Not sure glue bond idea is correct.
A molecular bond would be when the electron from one atom goes into another atom, and at the exact same time the first atom sucks in an electron from the second atom, creating an infinite circuit.
Glue would be when the electron from one atom goes into another atom, looping back around into the first atom. This would also be what keeps matter other than molecules together. Example, imagine molten metal solidifying, it all sticks together as it becomes a solid cooling, so you could measure and rank two parts of glue strength by sandwiching it between two pieces of matter and seeing how well the molten metal sticks together after cooling.
Ejection theory, with enough electrons flowing through glue you can reach the electron flow point at which the electrons that create the glue bond detach sucking in another electron. Because glue is an electron bond, if the electron bond is broken it would be electron fission. Glue is ground magnetism, sending electrons out to grab ground, just as magnetism is sucked into other magnetic flows of other magnets to create magnetism, which would make magnetism liquid magnetism because it is a flow similar to a river.
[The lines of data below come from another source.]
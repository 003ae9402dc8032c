// Copyright (c) 2025 Dimitris Kafetzis
//
// Licensed under the MIT License.
// See LICENSE file in the project root for full license information.
//
// SPDX-License-Identifier: MIT

//! Error types for the device runtime.

use device_mem::MemError;
use task_ir::{ExtMemId, GraphError, PuId, UpdatableId};

use crate::driver::Direction;

/// Errors raised by a driver node, real or simulated.
///
/// These mirror what the character-device ioctls report; the runtime wraps
/// them in [`RuntimeError::Driver`] before they reach callers.
#[derive(Debug, thiserror::Error)]
pub enum DriverError {
    /// Operation issued while the device is in the wrong state.
    #[error("cannot {op} while the device is {state}")]
    InvalidState {
        op: &'static str,
        state: &'static str,
    },

    /// The device refused a task descriptor.
    #[error("descriptor rejected: {detail}")]
    BadDescriptor { detail: String },

    /// The device refused a port format list.
    #[error("format rejected: {detail}")]
    BadFormat { detail: String },

    /// Queue for the given direction has no free slot.
    #[error("{direction} queue is full ({depth} slots)")]
    QueueFull { direction: Direction, depth: usize },

    /// Dequeue issued with nothing in flight.
    #[error("{direction} queue is empty")]
    QueueEmpty { direction: Direction },

    /// A buffer or parameter update named a processing unit the loaded
    /// graph does not contain.
    #[error("unknown target {target}")]
    UnknownTarget { target: u32 },

    /// Parameter block exceeds the per-unit register window.
    #[error("parameter block is {len} bytes, device limit is {limit}")]
    BadParam { len: usize, limit: usize },
}

/// Errors produced by the runtime layer.
#[derive(Debug, thiserror::Error)]
pub enum RuntimeError {
    /// A driver node rejected an operation.
    #[error("device error: {0}")]
    Driver(#[from] DriverError),

    /// Task-interface operation issued in the wrong lifecycle state.
    #[error("cannot {op}: task interface is {actual}, expected {expected}")]
    InvalidState {
        op: &'static str,
        expected: &'static str,
        actual: &'static str,
    },

    /// Descriptor emission failed while configuring the device.
    #[error("task graph error: {0}")]
    Graph(#[from] GraphError),

    /// Device memory allocation or binding failed.
    #[error("device memory error: {0}")]
    Mem(#[from] MemError),

    /// An intermediate slot is referenced by no memmap, so its size
    /// cannot be derived.
    #[error("intermediate slot {ext} has no consuming memmap")]
    NoConsumer { ext: ExtMemId },

    /// An intermediate slot has no bound buffer at streaming time.
    #[error("slot {ext} has no bound buffer; allocate intermediates before streaming")]
    UnboundSlot { ext: ExtMemId },

    /// Caller supplied the wrong number of I/O buffers for a frame.
    #[error("{direction} bunch needs {expected} I/O buffer(s), caller supplied {given}")]
    BufferCount {
        direction: Direction,
        expected: usize,
        given: usize,
    },

    /// A DMA endpoint's pixel size maps to no known pixel format.
    #[error("no pixel format for {pixel_bytes}-byte pixels on {pu}")]
    NoPixelFormat { pu: PuId, pixel_bytes: u16 },

    /// A completion disagreed with what was queued. Fatal for the
    /// affected frame; the result is discarded, never fabricated.
    #[error("synchronization mismatch on {what}: expected {expected}, device returned {actual}")]
    SyncMismatch {
        what: &'static str,
        expected: u32,
        actual: u32,
    },

    /// `get_buffers` called with no frame in flight.
    #[error("no frame in flight")]
    NoPendingFrame,

    /// Stream stop requested while frames are still in flight.
    #[error("{frames} frame(s) still in flight")]
    PendingFrames { frames: usize },

    /// Kernel operation named a task-interface slot that does not exist.
    #[error("no task interface at index {index}")]
    UnknownTaskIf { index: usize },

    /// Parameter staging named an updatable the task does not declare.
    #[error("task has no updatable {id}")]
    UnknownUpdatable { id: UpdatableId },

    /// Staged parameter block exceeds the per-unit register window.
    #[error("parameter update is {len} bytes, hardware limit is {limit}")]
    ParamTooLarge { len: usize, limit: usize },

    /// `set_inter_pair` named an endpoint that cannot be allied.
    #[error("invalid inter-task pair: {detail}")]
    InterPair { detail: String },

    /// An invocation carried the wrong number of per-task buffer sets.
    #[error("invocation carries {given} buffer set(s) for {expected} task interface(s)")]
    InvocationShape { expected: usize, given: usize },

    /// Configuration file could not be read, parsed, or validated.
    #[error("configuration error: {0}")]
    ConfigError(String),
}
Plasma would be air magnetism.
Glue molecule, a combination of atoms or molecules combined with glue. Not just glue put on something, but a mixture of even part glue and even part particle that can attach to glue. If all the bonds are broken at once it should release energy because that is what all the other bonds do.


Glue could also be used to make liquid wires. So you could add in increased flow ideas such as turbines to increase electron flow threw the glue as the glue flows faster. Or added onto solid wires as in the example above.
Making the glue bond stronger and stronger should be a focus of research. Have to put material with the glue it can bond with, hot enough that it un-bonds over and over, but not so hot the electron shell expands and makes a less solid gap for the electricity to fill, decreasing pull by filling the gap with energy, and not too cold so the glues electrons have enough energy to reach out from the shell causing an opening in the glues shell to pull in another electron.
Making molecular bonding the strongest out of these bond types before going down to quark bonding to hold the nucleus together. Sense the electron shell is not creating a gap to suck in extra electrons with molecular bonding but instead has the electrons from one atom fill the holes in the other atoms electron shell locking them together as the electrons are stuck in that orbit.
The bond type between atoms would be what causes electrical current. Example with gold, because all gold atoms have the same shells it increases the chances of the shells electrons overlapping and reaching out to each other similar to glue, pulling in electron to fill the gap as the electron leaves the shell to go into another shell and come back. Which means gold has a lot of gaps pulling in electron. Atomic bond, or the bond between the same atoms, is the tendency for the same atoms to share electrons in their electrons shell because they have the same shell but not fully bond into a molecular bond but with two of the same atoms. Which means this bond is weaker then molecular bonding which comes next before glue bond.
Advent Guard Note: How do we make bonds work harder and pull threw more electron without creating a new molecule?
By making a gold bar mold that uses space to pull on the edges while it cools to create a far less dense gold bar, it adds in a space layer to the gold bar creating a dynamo effect for electrons pulled through as the electrons expand in space before being compressed by the gold solar-system, over and over. Because the gold atoms are surrounded by less gold atoms to share electrons with, the gaps should pull in more electricity instead of electrons from other gold atoms.
To make them work harder we need to give atoms what they eat/need, gluon, just like our solar-system eats/needs electron to work.